A jury found Henry Adolph Busch guilty or murder in the first degree in one count, guilty of murder in the second degree in each of two additional counts, and guilty of assault with intent to commit murder as charged in a fourth count. The jury fixed the penalty at death as to the count of first degree murder, and as to each of the other counts defendant was sentenced to imprisonment for the term prescribed by law, sentences to run concurrently. Defendant's motions for a new trial and to reduce sentence as to the count of first degree murder were denied. The appeal is automatic. (Penn.Code, s 1239, subd. (b).)
Defendant lived alone in an apartment in Los Angeles, is 29 years of age and has no prior criminal record. He was regularly employed in an optical factory, and on occasions had coffee prior to commencing the day's work with a fellow employee, Mrs. Magdalena A. Parra. On the morning of September 6, 1960, the day following Labor Day, the place where defendant went for coffee was closed. He met Mrs. Parra nearby and asked her if she wished to ride in his automobile to another place for coffee. She accepted the invitation. After both were in the automobile defendant attacked Mrs. Parra with his hands, attempting to strangle her. She screamed, fought him off and escaped from the automobile. Defendant tried to start the automobile but flooded the engine. He abandoned his automobile and ran from the scene but was pursued by two truck drivers who caught him. Police officers who arrived at the scene searched defendant and found a knife and a pair of handcuffs on his person.
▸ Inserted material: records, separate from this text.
//! 密码与客户端密钥处理
//!
//! 用户口令与 OAuth 客户端密钥都以 bcrypt 哈希保存

use bcrypt::{DEFAULT_COST, hash, verify};

use crate::error::ApiError;

/// 对明文进行 bcrypt 哈希
pub fn hash_password(password: &str) -> Result<String, ApiError> {
    hash(password, DEFAULT_COST).map_err(|e| ApiError::Internal(format!("密码哈希失败: {}", e)))
}

/// 比较明文与存储的哈希值；哈希格式损坏视为不匹配
pub fn verify_password(password: &str, hashed: &str) -> bool {
    match verify(password, hashed) {
        Ok(matched) => matched,
        Err(e) => {
            tracing::warn!(error = %e, "存储的密码哈希无法解析");
            false
        }
    }
}

#[cfg(test)]
mod tests {
    use super::*;

    #[test]
    fn test_hash_and_verify() {
        let password = "correct horse battery staple";
        let hashed = hash_password(password).unwrap();

        assert!(verify_password(password, &hashed));
        assert!(!verify_password("wrong_password", &hashed));
    }

    #[test]
    fn test_malformed_hash_does_not_match() {
        assert!(!verify_password("anything", "not-a-bcrypt-hash"));
    }
}
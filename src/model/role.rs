//! Guild role domain models.

use std::fmt;

use serenity::all::{Role, RoleId};

/// One of the roles the adapter grants or revokes on behalf of the game.
#[derive(Debug, Clone, Copy, PartialEq, Eq, Hash)]
pub enum GameRole {
    /// Members currently signed up for or playing a game.
    Player,
    /// Game administrators.
    Admin,
    /// Members who asked to be pinged when a game is starting.
    Notify,
}

impl fmt::Display for GameRole {
    fn fmt(&self, f: &mut fmt::Formatter<'_>) -> fmt::Result {
        match self {
            GameRole::Player => f.write_str("Players"),
            GameRole::Admin => f.write_str("Admins"),
            GameRole::Notify => f.write_str("Werewolf Notify"),
        }
    }
}

/// Discord role within the werewolf guild.
///
/// Only the fields needed for resolving roles by name are kept. Position follows
/// the guild's role hierarchy where higher positions indicate greater importance.
#[derive(Debug, Clone, PartialEq)]
pub struct GuildRole {
    /// Discord role ID.
    pub id: RoleId,
    /// Role display name.
    pub name: String,
    /// Role position in the guild's role hierarchy.
    pub position: u16,
}

impl From<&Role> for GuildRole {
    fn from(role: &Role) -> Self {
        Self {
            id: role.id,
            name: role.name.clone(),
            position: role.position,
        }
    }
}

/// Finds the role with the given name, preferring the highest in the hierarchy.
///
/// Role names are not unique in Discord; when several roles share a name the one
/// with the greatest position is returned.
pub fn find_by_name<'a>(roles: &'a [GuildRole], name: &str) -> Option<&'a GuildRole> {
    roles
        .iter()
        .filter(|role| role.name == name)
        .max_by_key(|role| role.position)
}
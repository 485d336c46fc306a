//! One-time initialization: role lookup and clean-up after a restart.
//!
//! A restart mid-game leaves members holding the Player role and the lobby locked.
//! Initialization cancels that game: players are told, their role is revoked and
//! the lobby is reopened.

use serenity::all::RoleId;

use crate::{
    adapter::{BotAdapter, DiscordAdapter},
    error::AppError,
    model::{
        handles::Handles,
        lobby::LobbyStatus,
        log_level::LogLevel,
        role::{find_by_name, GameRole, GuildRole},
    },
    platform::ChatPlatform,
};

impl<P: ChatPlatform> DiscordAdapter<P> {
    pub(super) async fn initialize(&self) -> Result<(), AppError> {
        self.set_lobby_status(LobbyStatus::Ready).await?;

        if self.is_initialized() {
            return Ok(());
        }

        let handles = self.resolve_handles().await?;
        if self.handles.set(handles).is_err() {
            // Another ready event finished initialization first.
            return Ok(());
        }

        tracing::info!("Adapter initialized for guild {}", self.config.werewolf_server);

        self.sync_after_restart().await
    }

    async fn resolve_handles(&self) -> Result<Handles, AppError> {
        let bot_name = self.platform.bot_name().await?;
        let roles = self
            .platform
            .guild_roles(self.config.werewolf_server)
            .await?;

        let players_role = self
            .lookup_role(
                &roles,
                GameRole::Player,
                &self.config.players_role_name,
                LogLevel::Error,
            )
            .await;
        let admins_role = self
            .lookup_role(
                &roles,
                GameRole::Admin,
                &self.config.admins_role_name,
                LogLevel::Error,
            )
            .await;
        // The notify role is optional
        let notify_role = self
            .lookup_role(
                &roles,
                GameRole::Notify,
                &self.config.notify_role_name,
                LogLevel::Warning,
            )
            .await;

        Ok(Handles {
            players_role,
            admins_role,
            notify_role,
            bot_name,
        })
    }

    async fn lookup_role(
        &self,
        roles: &[GuildRole],
        role: GameRole,
        name: &str,
        missing_level: LogLevel,
    ) -> Option<RoleId> {
        match find_by_name(roles, name) {
            Some(found) => {
                self.log(LogLevel::Debug, &format!("{} role id: {}", role, found.id))
                    .await;
                Some(found.id)
            }
            None => {
                self.log(missing_level, &format!("Could not find {} role {}", role, name))
                    .await;
                None
            }
        }
    }

    /// Cancels a game interrupted by a restart.
    async fn sync_after_restart(&self) -> Result<(), AppError> {
        let guild_id = self.config.werewolf_server;
        let mut synced_players = false;

        if let Some(players_role) = self.handles()?.players_role {
            let members = self.platform.guild_members(guild_id).await?;

            for member in members.iter().filter(|m| m.has_role(players_role)) {
                if !synced_players {
                    self.send_lobby(&format!(
                        "<@&{}>, the bot has restarted, so the game has been cancelled. Type `{}join` to start a new game.",
                        players_role, self.config.bot_prefix
                    ))
                    .await;
                    synced_players = true;
                }

                if let Err(e) = self
                    .platform
                    .remove_member_role(guild_id, member.user_id, players_role)
                    .await
                {
                    self.log(
                        LogLevel::Error,
                        &format!(
                            "Failed to remove {} role from {}: {}",
                            GameRole::Player,
                            member.display_name,
                            e
                        ),
                    )
                    .await;
                }
            }
        }

        let synced_lobby = if self.is_lobby_locked().await? {
            self.unlock_lobby().await?;
            true
        } else {
            false
        };

        if synced_players || synced_lobby {
            self.log(LogLevel::Warning, "SYNCED UPON BOT RESTART").await;
        }

        Ok(())
    }
}
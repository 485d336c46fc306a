use thiserror::Error;

#[derive(Error, Debug)]
pub enum ConfigError {
    /// Required environment variable is not set.
    ///
    /// The application requires this environment variable to be defined. Check the
    /// documentation or `.env.example` file for required configuration variables.
    #[error("Missing required environment variable: {0}")]
    MissingEnvVar(String),

    /// Environment variable is set but its value cannot be used.
    ///
    /// Raised for Discord IDs that are not valid snowflakes and for log levels
    /// outside of 0-3.
    #[error("Invalid value '{value}' for environment variable {var}: {reason}")]
    InvalidValue {
        /// Name of the offending variable
        var: String,
        /// The raw value read from the environment
        value: String,
        /// Why the value was rejected
        reason: String,
    },
}
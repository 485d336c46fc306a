//! Test factory for creating Serenity Member objects.

use serenity::all::Member;

/// User payload embedded in member objects, with no global display name.
fn user_json(user_id: u64, username: &str) -> serde_json::Value {
    serde_json::json!({
        "id": user_id.to_string(),
        "username": username,
        "discriminator": "0",
        "global_name": null,
        "avatar": null,
        "bot": false,
        "public_flags": 0,
    })
}

/// Creates a test Serenity Member of a guild.
///
/// # Arguments
/// - `guild_id` - Discord guild ID the member belongs to
/// - `user_id` - Discord user ID of the member
/// - `username` - Account username
/// - `nick` - Optional guild nickname
/// - `role_ids` - Roles the member holds
///
/// # Panics
/// - If the JSON cannot be deserialized into a Member (indicates invalid test data)
pub fn create_test_member(
    guild_id: u64,
    user_id: u64,
    username: &str,
    nick: Option<&str>,
    role_ids: &[u64],
) -> Member {
    let roles: Vec<String> = role_ids.iter().map(|id| id.to_string()).collect();

    serde_json::from_value(serde_json::json!({
        "guild_id": guild_id.to_string(),
        "user": user_json(user_id, username),
        "nick": nick,
        "avatar": null,
        "roles": roles,
        "joined_at": "2020-01-01T00:00:00.000000+00:00",
        "premium_since": null,
        "deaf": false,
        "mute": false,
        "flags": 0,
        "pending": false,
        "permissions": null,
        "communication_disabled_until": null,
    }))
    .expect("Failed to create test member - invalid JSON structure")
}
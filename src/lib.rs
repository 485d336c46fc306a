//! Discord adapter for the werewolf lobby bot.
//!
//! The game talks to the [`adapter::BotAdapter`] trait. [`adapter::DiscordAdapter`]
//! implements it on top of a [`platform::ChatPlatform`], and
//! [`platform::serenity::SerenityPlatform`] forwards those calls to Discord through
//! Serenity.
//!
//! # Layout
//!
//! - **Adapter** (`adapter/`) - Role grants, lobby locking, presence, chunked sends, logging
//! - **Platform** (`platform/`) - Seam to the chat client library
//! - **Model** (`model/`) - Domain views of Discord objects and lobby enums
//! - **Bot** (`bot/`) - Serenity client start-up and gateway event handling
//! - **Configuration** (`config`) - Environment-based configuration
//! - **Error** (`error/`) - Application error types
//! - **Util** (`util/`) - Message splitting and mention escaping

pub mod adapter;
pub mod bot;
pub mod config;
pub mod error;
pub mod model;
pub mod platform;
pub mod startup;
pub mod util;
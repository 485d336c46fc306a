//! In-memory platform recording every call, for adapter tests.

use std::{
    collections::{HashMap, VecDeque},
    sync::Mutex,
};

use ::serenity::all::{ChannelId, GuildId, MessageId, OnlineStatus, RoleId, UserId};
use ::serenity::async_trait;

use crate::{
    error::AppError,
    model::{
        channel::RoleOverwrite,
        destination::Destination,
        member::GuildMember,
        message::ChatMessage,
        role::GuildRole,
    },
    platform::{ChatPlatform, MessageFilter},
};

/// User ID the mock bot sends messages as.
pub const BOT_USER_ID: u64 = 999;

#[derive(Default)]
pub struct MockState {
    pub bot_name: String,
    pub roles: Vec<GuildRole>,
    pub members: Vec<GuildMember>,
    pub channels: Vec<ChannelId>,
    pub overwrites: HashMap<(ChannelId, RoleId), RoleOverwrite>,
    /// Successful sends in order.
    pub sent: Vec<(Destination, String)>,
    /// Number of upcoming sends that fail, per channel.
    pub failing_sends: HashMap<ChannelId, usize>,
    /// Users whose direct messages are rejected with 403.
    pub blocked_dms: Vec<UserId>,
    pub role_grants: Vec<(UserId, RoleId)>,
    pub role_revokes: Vec<(UserId, RoleId)>,
    pub deleted: Vec<(ChannelId, MessageId)>,
    pub presence: Option<(OnlineStatus, String)>,
    /// Messages handed out by `wait_for_message`, oldest first.
    pub incoming: VecDeque<ChatMessage>,
    next_message_id: u64,
}

#[derive(Default)]
pub struct MockPlatform {
    pub state: Mutex<MockState>,
}

impl MockPlatform {
    pub fn new(bot_name: &str) -> Self {
        let platform = Self::default();
        platform.with_state(|state| state.bot_name = bot_name.to_string());
        platform
    }

    /// Runs `f` with the state locked.
    pub fn with_state<T>(&self, f: impl FnOnce(&mut MockState) -> T) -> T {
        let mut state = self.state.lock().unwrap();
        f(&mut state)
    }

    pub fn add_role(&self, id: u64, name: &str, position: u16) {
        self.with_state(|state| {
            state.roles.push(GuildRole {
                id: RoleId::new(id),
                name: name.to_string(),
                position,
            })
        });
    }

    pub fn add_member(&self, user_id: u64, name: &str, roles: &[u64]) {
        self.with_state(|state| {
            state.members.push(GuildMember {
                user_id: UserId::new(user_id),
                display_name: name.to_string(),
                roles: roles.iter().copied().map(RoleId::new).collect(),
            })
        });
    }

    /// Makes the next `count` sends to `channel_id` fail.
    pub fn fail_sends(&self, channel_id: ChannelId, count: usize) {
        self.with_state(|state| {
            state.failing_sends.insert(channel_id, count);
        });
    }

    pub fn set_overwrite(&self, channel_id: ChannelId, role_id: RoleId, overwrite: RoleOverwrite) {
        self.with_state(|state| {
            state.overwrites.insert((channel_id, role_id), overwrite);
        });
    }

    pub fn overwrite(&self, channel_id: ChannelId, role_id: RoleId) -> RoleOverwrite {
        self.with_state(|state| {
            state
                .overwrites
                .get(&(channel_id, role_id))
                .copied()
                .unwrap_or_default()
        })
    }

    /// Contents of every successful send to `destination`.
    pub fn sent_to(&self, destination: Destination) -> Vec<String> {
        self.with_state(|state| {
            state
                .sent
                .iter()
                .filter(|(dest, _)| *dest == destination)
                .map(|(_, content)| content.clone())
                .collect()
        })
    }

    fn record_send(
        state: &mut MockState,
        destination: Destination,
        channel_id: ChannelId,
        content: &str,
    ) -> ChatMessage {
        state.next_message_id += 1;
        state.sent.push((destination, content.to_string()));

        ChatMessage {
            id: MessageId::new(state.next_message_id),
            channel_id,
            author_id: UserId::new(BOT_USER_ID),
            content: content.to_string(),
        }
    }
}

#[async_trait]
impl ChatPlatform for MockPlatform {
    async fn bot_name(&self) -> Result<String, AppError> {
        Ok(self.with_state(|state| state.bot_name.clone()))
    }

    async fn guild_roles(&self, _guild_id: GuildId) -> Result<Vec<GuildRole>, AppError> {
        Ok(self.with_state(|state| state.roles.clone()))
    }

    async fn guild_members(&self, _guild_id: GuildId) -> Result<Vec<GuildMember>, AppError> {
        Ok(self.with_state(|state| state.members.clone()))
    }

    async fn member(
        &self,
        _guild_id: GuildId,
        user_id: UserId,
    ) -> Result<Option<GuildMember>, AppError> {
        Ok(self.with_state(|state| {
            state.members.iter().find(|m| m.user_id == user_id).cloned()
        }))
    }

    async fn channel_exists(&self, channel_id: ChannelId) -> Result<bool, AppError> {
        Ok(self.with_state(|state| state.channels.contains(&channel_id)))
    }

    async fn add_member_role(
        &self,
        _guild_id: GuildId,
        user_id: UserId,
        role_id: RoleId,
    ) -> Result<(), AppError> {
        self.with_state(|state| {
            state.role_grants.push((user_id, role_id));
            if let Some(member) = state.members.iter_mut().find(|m| m.user_id == user_id) {
                if !member.roles.contains(&role_id) {
                    member.roles.push(role_id);
                }
            }
        });
        Ok(())
    }

    async fn remove_member_role(
        &self,
        _guild_id: GuildId,
        user_id: UserId,
        role_id: RoleId,
    ) -> Result<(), AppError> {
        self.with_state(|state| {
            state.role_revokes.push((user_id, role_id));
            if let Some(member) = state.members.iter_mut().find(|m| m.user_id == user_id) {
                member.roles.retain(|r| *r != role_id);
            }
        });
        Ok(())
    }

    async fn role_overwrite(
        &self,
        channel_id: ChannelId,
        role_id: RoleId,
    ) -> Result<RoleOverwrite, AppError> {
        Ok(self.overwrite(channel_id, role_id))
    }

    async fn set_role_overwrite(
        &self,
        channel_id: ChannelId,
        role_id: RoleId,
        overwrite: RoleOverwrite,
    ) -> Result<(), AppError> {
        self.set_overwrite(channel_id, role_id, overwrite);
        Ok(())
    }

    async fn send_channel_message(
        &self,
        channel_id: ChannelId,
        content: &str,
    ) -> Result<ChatMessage, AppError> {
        self.with_state(|state| {
            if let Some(remaining) = state.failing_sends.get_mut(&channel_id) {
                if *remaining > 0 {
                    *remaining -= 1;
                    return Err(AppError::Forbidden("Missing Access".to_string()));
                }
            }
            Ok(Self::record_send(
                state,
                Destination::Channel(channel_id),
                channel_id,
                content,
            ))
        })
    }

    async fn send_direct_message(
        &self,
        user_id: UserId,
        content: &str,
    ) -> Result<ChatMessage, AppError> {
        self.with_state(|state| {
            if state.blocked_dms.contains(&user_id) {
                return Err(AppError::Forbidden(
                    "Cannot send messages to this user".to_string(),
                ));
            }
            let dm_channel = ChannelId::new(user_id.get());
            Ok(Self::record_send(
                state,
                Destination::User(user_id),
                dm_channel,
                content,
            ))
        })
    }

    async fn delete_message(
        &self,
        channel_id: ChannelId,
        message_id: MessageId,
    ) -> Result<(), AppError> {
        self.with_state(|state| state.deleted.push((channel_id, message_id)));
        Ok(())
    }

    async fn wait_for_message(&self, filter: MessageFilter) -> Option<ChatMessage> {
        self.with_state(|state| {
            let position = state.incoming.iter().position(|m| filter.matches(m))?;
            state.incoming.remove(position)
        })
    }

    fn set_presence(&self, status: OnlineStatus, activity: &str) {
        self.with_state(|state| state.presence = Some((status, activity.to_string())));
    }
}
After defendant was in a police car and on his way to the station, he volunteered that he had killed two other women, both during the preceding week end, and offered to lead the officers to their bodies. While the officers were investigating these crimes, defendant admitted killing a third woman in May of that year. All of the defendant's murder victims were elderly women who had been friendly to him. The following account of the killings is taken in large part from extrajudicial statements and confessions made by defendant to various investigating officers, and from three recorded confessions which were read into evidence at defendant's trial. No impropriety is claimed or appears in connection with receiving the confessions into evidence. Except for details hereinafter noted, the confessions and statements are generally consistent with each other. Defendant did not take the stand as a witness in his own behalf.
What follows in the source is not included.